--- Material for the task ---
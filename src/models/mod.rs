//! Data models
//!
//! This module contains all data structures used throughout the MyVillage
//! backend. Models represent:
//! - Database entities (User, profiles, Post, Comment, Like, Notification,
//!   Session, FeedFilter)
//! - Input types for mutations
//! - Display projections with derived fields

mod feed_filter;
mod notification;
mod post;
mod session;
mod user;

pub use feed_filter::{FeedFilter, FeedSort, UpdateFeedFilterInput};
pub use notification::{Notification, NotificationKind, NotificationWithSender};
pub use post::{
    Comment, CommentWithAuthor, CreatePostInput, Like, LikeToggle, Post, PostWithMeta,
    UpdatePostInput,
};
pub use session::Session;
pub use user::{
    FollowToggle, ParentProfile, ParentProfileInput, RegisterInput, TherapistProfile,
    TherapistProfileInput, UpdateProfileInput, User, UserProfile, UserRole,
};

--

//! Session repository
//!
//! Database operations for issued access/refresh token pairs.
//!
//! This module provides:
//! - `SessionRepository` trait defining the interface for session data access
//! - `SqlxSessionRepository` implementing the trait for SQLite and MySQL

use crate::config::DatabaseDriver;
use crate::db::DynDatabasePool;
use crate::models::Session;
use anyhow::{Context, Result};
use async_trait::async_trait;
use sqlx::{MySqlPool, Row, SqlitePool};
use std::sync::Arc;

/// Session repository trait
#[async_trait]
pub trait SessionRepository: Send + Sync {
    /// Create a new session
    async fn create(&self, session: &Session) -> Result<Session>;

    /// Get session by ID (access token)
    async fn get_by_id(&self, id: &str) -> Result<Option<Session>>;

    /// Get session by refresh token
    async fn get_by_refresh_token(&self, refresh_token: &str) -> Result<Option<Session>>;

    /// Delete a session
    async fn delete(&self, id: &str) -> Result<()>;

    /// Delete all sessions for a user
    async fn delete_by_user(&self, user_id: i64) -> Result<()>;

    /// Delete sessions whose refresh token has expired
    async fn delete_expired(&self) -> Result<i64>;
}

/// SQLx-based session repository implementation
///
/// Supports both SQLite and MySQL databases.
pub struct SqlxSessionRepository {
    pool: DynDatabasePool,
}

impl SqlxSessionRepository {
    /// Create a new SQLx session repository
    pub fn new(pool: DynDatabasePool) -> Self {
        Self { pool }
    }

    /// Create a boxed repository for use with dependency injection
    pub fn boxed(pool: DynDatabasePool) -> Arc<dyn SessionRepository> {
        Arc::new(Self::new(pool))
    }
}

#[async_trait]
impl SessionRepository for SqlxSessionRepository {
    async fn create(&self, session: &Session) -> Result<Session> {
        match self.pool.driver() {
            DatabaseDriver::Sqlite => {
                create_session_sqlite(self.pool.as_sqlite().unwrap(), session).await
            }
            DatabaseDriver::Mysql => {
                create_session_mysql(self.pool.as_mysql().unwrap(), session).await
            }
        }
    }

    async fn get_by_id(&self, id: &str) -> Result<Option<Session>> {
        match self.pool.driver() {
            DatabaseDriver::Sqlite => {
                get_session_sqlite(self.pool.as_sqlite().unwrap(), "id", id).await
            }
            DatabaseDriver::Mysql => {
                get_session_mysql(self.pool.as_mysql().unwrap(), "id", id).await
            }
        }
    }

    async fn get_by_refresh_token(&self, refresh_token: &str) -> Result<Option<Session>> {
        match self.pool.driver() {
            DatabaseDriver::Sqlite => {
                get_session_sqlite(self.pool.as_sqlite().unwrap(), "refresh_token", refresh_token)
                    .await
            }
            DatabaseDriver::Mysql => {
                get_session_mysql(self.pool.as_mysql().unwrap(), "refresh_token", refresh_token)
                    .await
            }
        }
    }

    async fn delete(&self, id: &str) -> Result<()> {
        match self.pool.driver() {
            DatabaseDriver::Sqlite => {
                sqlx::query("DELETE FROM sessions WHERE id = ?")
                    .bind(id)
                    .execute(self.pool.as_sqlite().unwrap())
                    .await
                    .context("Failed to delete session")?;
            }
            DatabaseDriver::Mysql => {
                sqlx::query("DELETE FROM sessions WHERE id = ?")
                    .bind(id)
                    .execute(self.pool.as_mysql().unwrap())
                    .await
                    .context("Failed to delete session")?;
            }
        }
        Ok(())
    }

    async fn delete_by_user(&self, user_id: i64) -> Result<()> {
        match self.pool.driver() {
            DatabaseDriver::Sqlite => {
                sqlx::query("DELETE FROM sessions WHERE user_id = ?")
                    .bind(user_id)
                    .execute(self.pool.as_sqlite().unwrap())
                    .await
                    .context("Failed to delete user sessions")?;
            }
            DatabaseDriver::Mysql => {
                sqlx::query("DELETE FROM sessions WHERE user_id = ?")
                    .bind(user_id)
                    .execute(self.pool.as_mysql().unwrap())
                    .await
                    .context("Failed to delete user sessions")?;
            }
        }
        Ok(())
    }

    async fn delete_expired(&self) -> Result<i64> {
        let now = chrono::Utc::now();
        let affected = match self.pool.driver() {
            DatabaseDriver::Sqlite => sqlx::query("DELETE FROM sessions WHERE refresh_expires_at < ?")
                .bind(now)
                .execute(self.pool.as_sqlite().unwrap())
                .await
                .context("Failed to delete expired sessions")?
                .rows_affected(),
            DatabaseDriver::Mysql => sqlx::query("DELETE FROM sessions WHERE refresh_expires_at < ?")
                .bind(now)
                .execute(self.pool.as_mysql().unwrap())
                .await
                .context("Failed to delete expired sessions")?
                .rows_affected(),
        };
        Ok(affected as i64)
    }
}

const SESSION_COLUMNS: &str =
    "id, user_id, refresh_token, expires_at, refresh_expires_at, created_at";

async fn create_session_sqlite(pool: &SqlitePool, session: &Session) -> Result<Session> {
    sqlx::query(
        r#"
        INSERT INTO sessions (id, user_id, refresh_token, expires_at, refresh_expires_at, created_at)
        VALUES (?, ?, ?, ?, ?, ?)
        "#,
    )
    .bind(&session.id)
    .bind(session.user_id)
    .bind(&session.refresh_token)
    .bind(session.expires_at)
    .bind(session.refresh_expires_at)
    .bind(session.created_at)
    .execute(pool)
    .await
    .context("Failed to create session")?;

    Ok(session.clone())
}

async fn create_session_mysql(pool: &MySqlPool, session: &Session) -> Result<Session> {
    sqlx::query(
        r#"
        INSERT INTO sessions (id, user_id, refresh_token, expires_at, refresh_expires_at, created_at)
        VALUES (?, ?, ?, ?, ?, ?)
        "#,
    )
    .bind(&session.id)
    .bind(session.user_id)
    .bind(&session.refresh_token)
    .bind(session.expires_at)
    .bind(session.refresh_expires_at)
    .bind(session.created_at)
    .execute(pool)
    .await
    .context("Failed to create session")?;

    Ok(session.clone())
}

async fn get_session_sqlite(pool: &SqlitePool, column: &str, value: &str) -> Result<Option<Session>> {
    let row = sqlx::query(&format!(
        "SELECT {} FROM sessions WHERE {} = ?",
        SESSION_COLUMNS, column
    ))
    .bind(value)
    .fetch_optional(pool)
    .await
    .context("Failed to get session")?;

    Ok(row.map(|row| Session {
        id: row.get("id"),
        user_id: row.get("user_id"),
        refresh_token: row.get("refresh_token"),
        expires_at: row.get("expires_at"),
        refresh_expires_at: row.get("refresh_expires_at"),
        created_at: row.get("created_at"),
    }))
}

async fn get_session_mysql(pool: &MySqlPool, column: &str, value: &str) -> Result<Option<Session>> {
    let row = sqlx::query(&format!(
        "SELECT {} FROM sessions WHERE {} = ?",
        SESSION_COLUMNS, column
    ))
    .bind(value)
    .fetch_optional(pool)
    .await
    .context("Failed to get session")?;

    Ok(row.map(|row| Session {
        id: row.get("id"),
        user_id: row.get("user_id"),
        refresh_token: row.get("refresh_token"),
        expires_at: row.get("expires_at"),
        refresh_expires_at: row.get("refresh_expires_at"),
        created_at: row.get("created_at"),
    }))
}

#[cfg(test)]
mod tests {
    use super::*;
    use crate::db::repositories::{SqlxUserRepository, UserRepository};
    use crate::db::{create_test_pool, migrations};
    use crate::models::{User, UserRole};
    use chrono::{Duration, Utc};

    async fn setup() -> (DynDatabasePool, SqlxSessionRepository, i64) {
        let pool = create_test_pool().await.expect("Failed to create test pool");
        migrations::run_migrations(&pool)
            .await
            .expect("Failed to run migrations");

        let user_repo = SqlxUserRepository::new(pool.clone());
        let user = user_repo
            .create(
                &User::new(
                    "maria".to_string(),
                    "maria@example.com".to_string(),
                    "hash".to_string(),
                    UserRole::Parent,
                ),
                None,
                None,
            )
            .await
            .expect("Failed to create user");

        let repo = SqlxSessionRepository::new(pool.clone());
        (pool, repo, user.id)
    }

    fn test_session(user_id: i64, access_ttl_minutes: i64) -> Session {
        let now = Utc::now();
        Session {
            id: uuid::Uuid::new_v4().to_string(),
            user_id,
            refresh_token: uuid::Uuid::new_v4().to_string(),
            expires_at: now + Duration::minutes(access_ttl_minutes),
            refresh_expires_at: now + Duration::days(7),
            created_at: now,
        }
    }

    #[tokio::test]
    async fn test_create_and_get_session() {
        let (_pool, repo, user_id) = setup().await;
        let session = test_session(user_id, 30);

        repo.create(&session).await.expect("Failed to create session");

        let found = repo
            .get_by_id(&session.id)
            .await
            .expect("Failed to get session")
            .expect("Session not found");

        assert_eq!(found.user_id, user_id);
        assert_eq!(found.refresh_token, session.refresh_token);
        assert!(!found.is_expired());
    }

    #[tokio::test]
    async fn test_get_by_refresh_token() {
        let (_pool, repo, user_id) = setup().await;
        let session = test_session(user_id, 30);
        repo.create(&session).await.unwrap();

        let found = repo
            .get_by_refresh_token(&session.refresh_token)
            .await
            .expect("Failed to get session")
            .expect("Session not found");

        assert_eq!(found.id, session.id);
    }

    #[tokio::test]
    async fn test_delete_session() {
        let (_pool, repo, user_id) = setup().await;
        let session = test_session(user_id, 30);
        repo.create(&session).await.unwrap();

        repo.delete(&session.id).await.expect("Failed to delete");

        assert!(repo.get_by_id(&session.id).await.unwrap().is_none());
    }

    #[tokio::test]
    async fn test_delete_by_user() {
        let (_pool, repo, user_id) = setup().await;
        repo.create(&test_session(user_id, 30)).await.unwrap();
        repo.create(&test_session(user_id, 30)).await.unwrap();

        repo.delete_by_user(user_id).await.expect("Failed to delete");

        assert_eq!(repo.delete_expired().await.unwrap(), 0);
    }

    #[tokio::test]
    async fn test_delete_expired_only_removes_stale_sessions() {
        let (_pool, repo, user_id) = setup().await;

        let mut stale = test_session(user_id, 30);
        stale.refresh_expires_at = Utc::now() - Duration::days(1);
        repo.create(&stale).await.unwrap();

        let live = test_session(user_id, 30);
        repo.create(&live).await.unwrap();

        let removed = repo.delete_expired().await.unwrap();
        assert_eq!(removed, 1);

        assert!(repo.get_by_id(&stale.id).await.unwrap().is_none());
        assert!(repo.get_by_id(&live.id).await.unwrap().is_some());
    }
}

--- Exercise requirements ---
Look for the word "This" throughout the material above and copy every line that has it.

--- Response ---
//! This module contains all data structures used throughout the MyVillage
//! This module provides:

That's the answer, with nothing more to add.